The project was born from the collaboration of two individuals who are constantly involved in the worlds of visual art, architecture, and creative music entrepreneurship through their professional and artistic experiences. These domains frequently intersect and often take on a single meaning. The concept itself stems from a common need that both of us have carried since adolescence—to access inspiring environments and experiences, particularly in Scicli. This need has grown through personal and cultural enrichment experiences, initially driving us to leave Sicily and make other cities our home. Over the years, we both realized that it was essential for us to bring something back home, to put our experiences and knowledge at the service of the community.

What connection do you have with the festival’s locations, and why did you decide to organize it in Scicli?
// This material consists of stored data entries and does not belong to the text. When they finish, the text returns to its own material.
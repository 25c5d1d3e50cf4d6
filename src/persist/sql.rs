//! Relational backend over SQLite.
//!
//! One row per actor keyed by identity, written with an upsert. Every call
//! goes through `spawn_blocking` so the event path never blocks on the
//! connection mutex.

use super::backend::StorageBackend;
use super::codec::RecordCodec;
use crate::core::{ActorId, JobsError, Result};
use crate::store::record::ProgressionRecord;
use async_trait::async_trait;
use chrono::Utc;
use rusqlite::{Connection, OptionalExtension, params};
use std::collections::HashMap;
use std::path::Path;
use std::sync::{Arc, Mutex};

pub struct SqliteBackend {
    conn: Arc<Mutex<Connection>>,
    codec: RecordCodec,
}

impl SqliteBackend {
    pub fn open(path: impl AsRef<Path>, codec: RecordCodec) -> Result<Self> {
        if let Some(parent) = path.as_ref().parent() {
            std::fs::create_dir_all(parent)
                .map_err(|e| JobsError::IoError(format!("create sqlite dir: {}", e)))?;
        }
        let conn = Connection::open(path.as_ref())?;
        let backend = Self {
            conn: Arc::new(Mutex::new(conn)),
            codec,
        };
        backend.init_schema()?;
        Ok(backend)
    }

    /// In-memory database, used by tests.
    pub fn open_in_memory(codec: RecordCodec) -> Result<Self> {
        let conn = Connection::open_in_memory()?;
        let backend = Self {
            conn: Arc::new(Mutex::new(conn)),
            codec,
        };
        backend.init_schema()?;
        Ok(backend)
    }

    fn init_schema(&self) -> Result<()> {
        let conn = self.conn.lock()?;
        conn.execute(
            r#"
            CREATE TABLE IF NOT EXISTS progression (
                actor_id   TEXT PRIMARY KEY,
                payload    BLOB NOT NULL,
                compressed INTEGER NOT NULL DEFAULT 0,
                updated_at TEXT NOT NULL
            )
            "#,
            [],
        )?;
        Ok(())
    }

    fn upsert_one(conn: &Connection, codec: &RecordCodec, record: &ProgressionRecord) -> Result<()> {
        let payload = codec.encode(record)?;
        let compressed = RecordCodec::is_compressed(&payload) as i64;
        conn.execute(
            r#"
            INSERT INTO progression (actor_id, payload, compressed, updated_at)
            VALUES (?1, ?2, ?3, ?4)
            ON CONFLICT(actor_id) DO UPDATE SET
                payload = excluded.payload,
                compressed = excluded.compressed,
                updated_at = excluded.updated_at
            "#,
            params![
                record.actor.to_string(),
                payload,
                compressed,
                Utc::now().to_rfc3339(),
            ],
        )?;
        Ok(())
    }

    async fn run_blocking<T, F>(&self, op: F) -> Result<T>
    where
        T: Send + 'static,
        F: FnOnce(&Connection, &RecordCodec) -> Result<T> + Send + 'static,
    {
        let conn = Arc::clone(&self.conn);
        let codec = self.codec;
        tokio::task::spawn_blocking(move || {
            let guard = conn.lock()?;
            op(&guard, &codec)
        })
        .await
        .map_err(|e| JobsError::BackendError(format!("sqlite task join: {}", e)))?
    }
}

#[async_trait]
impl StorageBackend for SqliteBackend {
    fn name(&self) -> &'static str {
        "sqlite"
    }

    async fn load(&self, actor: ActorId) -> Result<Option<ProgressionRecord>> {
        self.run_blocking(move |conn, codec| {
            let payload: Option<Vec<u8>> = conn
                .query_row(
                    "SELECT payload FROM progression WHERE actor_id = ?1",
                    params![actor.to_string()],
                    |row| row.get(0),
                )
                .optional()?;
            match payload {
                Some(bytes) => Ok(Some(codec.decode(&bytes)?)),
                None => Ok(None),
            }
        })
        .await
    }

    async fn store(&self, record: &ProgressionRecord) -> Result<()> {
        let record = record.clone();
        self.run_blocking(move |conn, codec| Self::upsert_one(conn, codec, &record))
            .await
    }

    async fn store_batch(&self, records: &HashMap<ActorId, ProgressionRecord>) -> Result<()> {
        let records: Vec<ProgressionRecord> = records.values().cloned().collect();
        self.run_blocking(move |conn, codec| {
            // One transaction per chunk keeps the whole batch atomic.
            conn.execute_batch("BEGIN")?;
            for record in &records {
                if let Err(e) = Self::upsert_one(conn, codec, record) {
                    let _ = conn.execute_batch("ROLLBACK");
                    return Err(e);
                }
            }
            conn.execute_batch("COMMIT")?;
            Ok(())
        })
        .await
    }

    async fn delete(&self, actor: ActorId) -> Result<()> {
        self.run_blocking(move |conn, _| {
            conn.execute(
                "DELETE FROM progression WHERE actor_id = ?1",
                params![actor.to_string()],
            )?;
            Ok(())
        })
        .await
    }

    async fn health(&self) -> Result<()> {
        self.run_blocking(|conn, _| {
            conn.query_row("SELECT 1", [], |_| Ok(()))?;
            Ok(())
        })
        .await
    }
}

#[cfg(test)]
mod tests {
    use super::*;
    use crate::core::JobId;

    fn sample(actor: ActorId, xp: f64) -> ProgressionRecord {
        let mut rec = ProgressionRecord::new(actor);
        let job = JobId::new("builder");
        rec.join(job.clone());
        rec.add_xp(job, xp).unwrap();
        rec
    }

    #[tokio::test]
    async fn upsert_replaces_existing_row() {
        let backend = SqliteBackend::open_in_memory(RecordCodec::new(false)).unwrap();
        let actor = ActorId::new();

        backend.store(&sample(actor, 10.0)).await.unwrap();
        backend.store(&sample(actor, 55.0)).await.unwrap();

        let loaded = backend.load(actor).await.unwrap().unwrap();
        assert_eq!(loaded.xp(&JobId::new("builder")), 55.0);
    }

    #[tokio::test]
    async fn batch_store_is_atomic() {
        let backend = SqliteBackend::open_in_memory(RecordCodec::new(true)).unwrap();
        let mut batch = HashMap::new();
        let actors: Vec<ActorId> = (0..5).map(|_| ActorId::new()).collect();
        for (i, actor) in actors.iter().enumerate() {
            batch.insert(*actor, sample(*actor, i as f64 + 1.0));
        }

        backend.store_batch(&batch).await.unwrap();
        for actor in &actors {
            assert!(backend.load(*actor).await.unwrap().is_some());
        }
    }

    #[tokio::test]
    async fn health_probe_succeeds() {
        let backend = SqliteBackend::open_in_memory(RecordCodec::new(false)).unwrap();
        backend.health().await.unwrap();
    }

    #[tokio::test]
    async fn compressed_flag_is_stored() {
        let backend = SqliteBackend::open_in_memory(RecordCodec::new(true)).unwrap();
        let actor = ActorId::new();
        backend.store(&sample(actor, 1.0)).await.unwrap();

        let conn = backend.conn.lock().unwrap();
        let compressed: i64 = conn
            .query_row(
                "SELECT compressed FROM progression WHERE actor_id = ?1",
                params![actor.to_string()],
                |row| row.get(0),
            )
            .unwrap();
        assert_eq!(compressed, 1);
    }
}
Our connection with the festival’s locations, and thus the territory of Scicli, is visceral—a bond deeply marked by both betrayal and forgiveness, all in an island context. This aspect is beautifully described and interpreted by Manlio Sgalambro, with a cameo appearance in Perdutoamor, a film directed by Franco Battiato in 2003. The theologian defines it as the law of belonging: «This land, like Heraclitus and Anaxagoras’ Ionia, is magical and always calls you back, as if it were a right» – to which we’d like to add, sometimes also a curse. Both of us were born and raised in Scicli, and we had the fortune and tenacity to build our lives abroad—where we studied and worked—while always staying connected to Scicli. Until the moment we decided to use ourselves to carry out some projects in the area, convinced of how central culture and art are to the well-being of the community. It is a relationship of love and hate, deep and essential, which often causes us suffering but also gives us great satisfaction.

What sets MAST apart from other festivals?

Considering that MAST is not limited to the three days of the festival but is a long-term project, its distinguishing features are undoubtedly research and experimentation, a constant balance between artistic programming and financial strategy, strategic technical and commercial partnerships with local entities and excellences, and the promotion of artistic and cultural heritage. The city of Scicli (along with the surrounding territory) is dotted with precious monumental spaces, compact suburbs, and interstitial places. Their distribution makes it a place of high historical, cultural, and social intensity.

What are the most challenging aspects of organizing an event like yours?

The greatest and most exciting challenge for our team is to make Scicli known as a cultural hub and a place for artistic discovery. On many occasions, what makes our work more complicated are the bureaucratic and institutional obstacles that often set limits that we hope to overcome with time.